Page 1 of 1

HTML converstion

Posted: Mon Mar 08, 2004 12:15 pm
by mmcfadden
I have 2 questions.

1. Many of the link titles on the results page just indicate type of document, e.g., "PDF Document", "Word Document", or even worse Untitled document which makes it difficult to get a sense of what these document's content might be. More than anything this demonstrates bad choice of link text or Doc titles on the part of the authors, but I wonder if it's possible on our end to somehow override the titles of these documents with something more meaningful? Google seems to do this somehow - not sure if it does so by parsing the PDF content or by accessing the PDF's meta data.

2. Another cool thing Google does is convert non-HTML documents to HTML. I am wondering if this is possible with the webinator tool.

HTML converstion

Posted: Mon Mar 08, 2004 1:05 pm
by mark
The plugin will get title info from pdf meta data if it's available. Can you give an example where google gets a useful title for a document but webinator doesn't for the same document?

Please also provide your anytotx version (anytotx --identify).

HTML converstion

Posted: Mon Mar 08, 2004 1:49 pm
by mmcfadden
The ability Google offers is to convert documents into HTML on the fly.
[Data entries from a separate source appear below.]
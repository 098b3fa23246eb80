//! Monitoring-agent wiring on top of [`floodqueue`]: transports, on-disk
//! configuration loading, a producer-side collector handle, and a
//! telemetry-snapshot helper.
//!
//! The [`floodqueue-agent-demo`](../bin/demo.rs) binary wires all of these
//! together with real OS threads for a producer, a dispatcher, and a
//! periodic telemetry reporter.

mod agent_state;
mod collector;
mod raw_config;
mod transports;

pub use agent_state::{AgentState, MetricsSnapshot};
pub use collector::AgentCollector;
pub use raw_config::{ConfigLoadError, RawConfig};
pub use transports::{NullTransport, RecordingTransport, StdoutTransport};
//! CPU Scheduling Simulator CLI
//!
//! Runs a burst list through FCFS or round-robin scheduling and prints the
//! accepted processes and the average wait time.

use clap::error::ErrorKind;
use clap::{Parser, Subcommand};
use cpusched_simulation::Policy;
use cpusched_simulator::{Simulator, SimulatorConfig, WorkloadConfig};
use std::process::ExitCode;
use tracing_subscriber::EnvFilter;

#[derive(Parser, Debug)]
#[command(name = "cpusched")]
#[command(about = "Simulate FCFS and round-robin CPU scheduling")]
#[command(version)]
struct Cli {
    /// Print the report as JSON
    #[arg(long, global = true)]
    json: bool,

    /// Also print the dispatch timeline
    #[arg(long, global = true)]
    timeline: bool,

    #[command(subcommand)]
    command: Commands,
}

#[derive(Subcommand, Debug)]
enum Commands {
    /// First-come-first-serve: run each process to completion in order
    Fcfs {
        /// Burst length of each process, in arrival order
        #[arg(required = true, num_args = 1.., allow_negative_numbers = true)]
        bursts: Vec<i64>,
    },

    /// Round-robin: time-slice processes with a fixed quantum
    Rr {
        /// Time quantum (must be positive)
        #[arg(allow_negative_numbers = true)]
        quantum: i64,

        /// Burst length of each process, in arrival order
        #[arg(required = true, num_args = 1.., allow_negative_numbers = true)]
        bursts: Vec<i64>,
    },

    /// Generate a random burst list and schedule it
    Random {
        /// Scheduling policy (fcfs, rr)
        #[arg(long, default_value = "fcfs")]
        policy: String,

        /// Time quantum for rr
        #[arg(long, default_value = "2", allow_negative_numbers = true)]
        quantum: i64,

        /// Number of processes
        #[arg(long, default_value = "8")]
        processes: usize,

        /// Smallest burst length
        #[arg(long, default_value = "1")]
        min_burst: u32,

        /// Largest burst length
        #[arg(long, default_value = "20")]
        max_burst: u32,

        /// Random seed
        #[arg(long, default_value = "12345")]
        seed: u64,
    },
}

fn parse_policy(s: &str, quantum: i64) -> Result<Policy, String> {
    match s.to_lowercase().as_str() {
        "fcfs" => Ok(Policy::Fcfs),
        "rr" | "round-robin" | "roundrobin" => Ok(Policy::RoundRobin { quantum }),
        _ => Err(format!("Unknown policy: {}", s)),
    }
}

fn build_config(command: Commands) -> Result<SimulatorConfig, String> {
    let config = match command {
        Commands::Fcfs { bursts } => SimulatorConfig::fcfs().with_bursts(bursts),
        Commands::Rr { quantum, bursts } => SimulatorConfig::round_robin(quantum).with_bursts(bursts),
        Commands::Random {
            policy,
            quantum,
            processes,
            min_burst,
            max_burst,
            seed,
        } => {
            let workload = WorkloadConfig::default()
                .with_num_processes(processes)
                .with_burst_range(min_burst, max_burst)
                .with_seed(seed);
            SimulatorConfig::new(parse_policy(&policy, quantum)?).with_workload(&workload)
        }
    };
    Ok(config)
}

fn run(cli: Cli) -> Result<String, Box<dyn std::error::Error>> {
    let config = build_config(cli.command)?.with_timeline(cli.json || cli.timeline);
    let report = Simulator::new(config).run()?;

    if cli.json {
        return Ok(report.render_json()?);
    }

    let mut out = report.render_text();
    if let Some(timeline) = report.render_timeline() {
        out.push_str(&timeline);
    }
    Ok(out)
}

/// How a command-line parse failure is reported to the user.
#[derive(Debug, Clone, Copy, PartialEq, Eq)]
enum ParseFailure {
    /// `--help` or `--version`: clap's own output, success.
    Informational,
    /// Missing arguments or a missing/unknown mode.
    MissingArguments,
    /// Malformed numbers, unknown flags and the like.
    InvalidArguments,
}

impl ParseFailure {
    fn classify(kind: ErrorKind) -> Self {
        match kind {
            ErrorKind::DisplayHelp | ErrorKind::DisplayVersion => ParseFailure::Informational,
            ErrorKind::MissingRequiredArgument
            | ErrorKind::MissingSubcommand
            | ErrorKind::InvalidSubcommand
            | ErrorKind::DisplayHelpOnMissingArgumentOrSubcommand => ParseFailure::MissingArguments,
            _ => ParseFailure::InvalidArguments,
        }
    }

    /// Line printed on stdout, if any.
    fn message(self) -> Option<&'static str> {
        match self {
            ParseFailure::Informational => None,
            ParseFailure::MissingArguments => Some("ERROR: Missing arguments"),
            ParseFailure::InvalidArguments => Some("ERROR: Invalid arguments"),
        }
    }

    fn exit_status(self) -> u8 {
        match self {
            ParseFailure::Informational => 0,
            ParseFailure::MissingArguments | ParseFailure::InvalidArguments => 1,
        }
    }
}

fn report_parse_error(error: clap::Error) -> ExitCode {
    let failure = ParseFailure::classify(error.kind());
    match failure.message() {
        Some(message) => println!("{}", message),
        None => print!("{}", error.render()),
    }
    if failure == ParseFailure::InvalidArguments {
        eprint!("{}", error.render());
    }
    ExitCode::from(failure.exit_status())
}

fn init_tracing() {
    let filter = EnvFilter::try_from_default_env().unwrap_or_else(|_| EnvFilter::new("warn"));
    tracing_subscriber::fmt()
        .with_env_filter(filter)
        .with_writer(std::io::stderr)
        .init();
}

fn main() -> ExitCode {
    let cli = match Cli::try_parse() {
        Ok(cli) => cli,
        Err(e) => return report_parse_error(e),
    };

    init_tracing();

    match run(cli) {
        Ok(out) => {
            print!("{}", out);
            ExitCode::SUCCESS
        }
        Err(e) => {
            println!("ERROR: {}", e);
            ExitCode::FAILURE
        }
    }
}

#[cfg(test)]
mod tests {
    use super::*;

    fn parse(args: &[&str]) -> Result<Cli, clap::Error> {
        Cli::try_parse_from(std::iter::once("cpusched").chain(args.iter().copied()))
    }

    #[test]
    fn test_fcfs_output() {
        let out = run(parse(&["fcfs", "5", "3", "8"]).unwrap()).unwrap();
        assert_eq!(
            out,
            "Using FCFS\n\nAccepted P0: Burst 5\nAccepted P1: Burst 3\nAccepted P2: Burst 8\nAverage wait time: 4.33\n"
        );
    }

    #[test]
    fn test_rr_output_with_timeline() {
        let out = run(parse(&["rr", "2", "3", "1", "--timeline"]).unwrap()).unwrap();
        assert!(out.starts_with("Using RR(2).\n\nAccepted P0: Burst 3\nAccepted P1: Burst 1\n"));
        assert!(out.contains("Average wait time: 1.50\n"));
        assert!(out.ends_with("Timeline:\n  [0, 2) P0\n  [2, 3) P1\n  [3, 4) P0\n"));
    }

    #[test]
    fn test_missing_arguments() {
        for args in [&[][..], &["fcfs"][..], &["rr", "2"][..], &["rr"][..]] {
            let kind = parse(args).unwrap_err().kind();
            assert!(
                matches!(
                    kind,
                    ErrorKind::MissingRequiredArgument
                        | ErrorKind::MissingSubcommand
                        | ErrorKind::DisplayHelpOnMissingArgumentOrSubcommand
                ),
                "args {:?} gave {:?}",
                args,
                kind
            );
        }
    }

    #[test]
    fn test_unknown_mode() {
        let kind = parse(&["sjf", "1", "2"]).unwrap_err().kind();
        assert_eq!(kind, ErrorKind::InvalidSubcommand);
    }

    fn failure(args: &[&str]) -> ParseFailure {
        ParseFailure::classify(parse(args).unwrap_err().kind())
    }

    #[test]
    fn test_missing_arguments_reported() {
        for args in [&[][..], &["fcfs"][..], &["rr", "2"][..], &["sjf", "1", "2"][..]] {
            let failure = failure(args);
            assert_eq!(failure, ParseFailure::MissingArguments, "args {:?}", args);
            assert_eq!(failure.message(), Some("ERROR: Missing arguments"));
            assert_eq!(failure.exit_status(), 1);
        }
    }

    #[test]
    fn test_invalid_arguments_reported() {
        for args in [&["fcfs", "abc"][..], &["rr", "x", "1"][..], &["fcfs", "1", "--bogus"][..]] {
            let failure = failure(args);
            assert_eq!(failure, ParseFailure::InvalidArguments, "args {:?}", args);
            assert_eq!(failure.message(), Some("ERROR: Invalid arguments"));
            assert_eq!(failure.exit_status(), 1);
        }
    }

    #[test]
    fn test_help_is_not_an_error() {
        for args in [&["--help"][..], &["--version"][..]] {
            let failure = failure(args);
            assert_eq!(failure, ParseFailure::Informational);
            assert_eq!(failure.message(), None);
            assert_eq!(failure.exit_status(), 0);
        }
    }

    #[test]
    fn test_negative_values_reach_the_core() {
        let err = run(parse(&["rr", "-1", "5"]).unwrap()).unwrap_err();
        assert_eq!(err.to_string(), "Time quantum must be a positive integer, got -1");

        let err = run(parse(&["fcfs", "4", "-2"]).unwrap()).unwrap_err();
        assert_eq!(
            err.to_string(),
            "Invalid burst list: P1 has negative burst length -2"
        );
    }

    #[test]
    fn test_zero_quantum_rejected() {
        let err = run(parse(&["rr", "0", "5", "3"]).unwrap()).unwrap_err();
        assert_eq!(err.to_string(), "Time quantum must be a positive integer, got 0");
    }

    #[test]
    fn test_malformed_burst() {
        let kind = parse(&["fcfs", "abc"]).unwrap_err().kind();
        assert_eq!(kind, ErrorKind::ValueValidation);
    }

    #[test]
    fn test_random_workload() {
        let cli = parse(&["random", "--policy", "rr", "--quantum", "3", "--processes", "4"]).unwrap();
        let config = build_config(cli.command).unwrap();
        assert_eq!(config.policy, Policy::RoundRobin { quantum: 3 });
        assert_eq!(config.num_processes(), 4);
    }

    #[test]
    fn test_random_empty_workload_fails() {
        let err = run(parse(&["random", "--processes", "0"]).unwrap()).unwrap_err();
        assert_eq!(err.to_string(), "No processes to schedule");
    }

    #[test]
    fn test_unknown_policy() {
        assert_eq!(
            parse_policy("sjf", 1).unwrap_err(),
            "Unknown policy: sjf"
        );
    }

    #[test]
    fn test_json_output() {
        let out = run(parse(&["--json", "fcfs", "2", "2"]).unwrap()).unwrap();
        let value: serde_json::Value = serde_json::from_str(&out).unwrap();
        assert_eq!(value["average_wait"], 1.0);
        assert_eq!(value["timeline"][1]["start"], 2);
    }
}
//! Scheduler trait shared by every dispatch discipline.

use crate::Timeline;
use cpusched_types::ProcessTable;

/// A discipline that drives a process table to completion.
///
/// Implementations are:
///
/// - **Synchronous**: a run never blocks and has no suspension points
/// - **Deterministic**: the same table always produces the same dispatches
/// - **Exclusive**: the table is borrowed mutably for the whole run
///
/// Every dispatch goes through [`cpusched_engine::run_process`], so wait-time
/// accounting is identical across disciplines.
pub trait Scheduler {
    /// Human-readable label, e.g. `FCFS` or `RR(2)`.
    fn label(&self) -> String;

    /// Run every process in `table` to completion.
    ///
    /// Each dispatch is appended to `timeline` when one is given. Without a
    /// timeline the run keeps no per-dispatch state.
    ///
    /// # Returns
    ///
    /// Total elapsed time, which equals the sum of the table's remaining
    /// bursts at the start of the run.
    fn run_to_completion(&self, table: &mut ProcessTable, timeline: Option<&mut Timeline>) -> u64;
}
If you do a search at Google.com and a word or PDF document comes up as a result you also get a link that states View as HTML. I used the filetype:pdf operator in my search to get results that are just pdf or word. I am still checking into the document title.

HTML converstion

Posted: Mon Mar 08, 2004 2:48 pm
by mark
I'm aware of the html display for pdf documents. The plugin doesn't currently offer such a feature. People generally prefer the native format. If they can't read that the plain text is usually sufficient.

HTML converstion

Posted: Tue Mar 09, 2004 7:58 am
by doran
Webinator's "Match Info" link DOES provide a view-as-html version, for PDF as well as other document types. Although not fancy, all the text is there (cached), and it highlights your search terms too.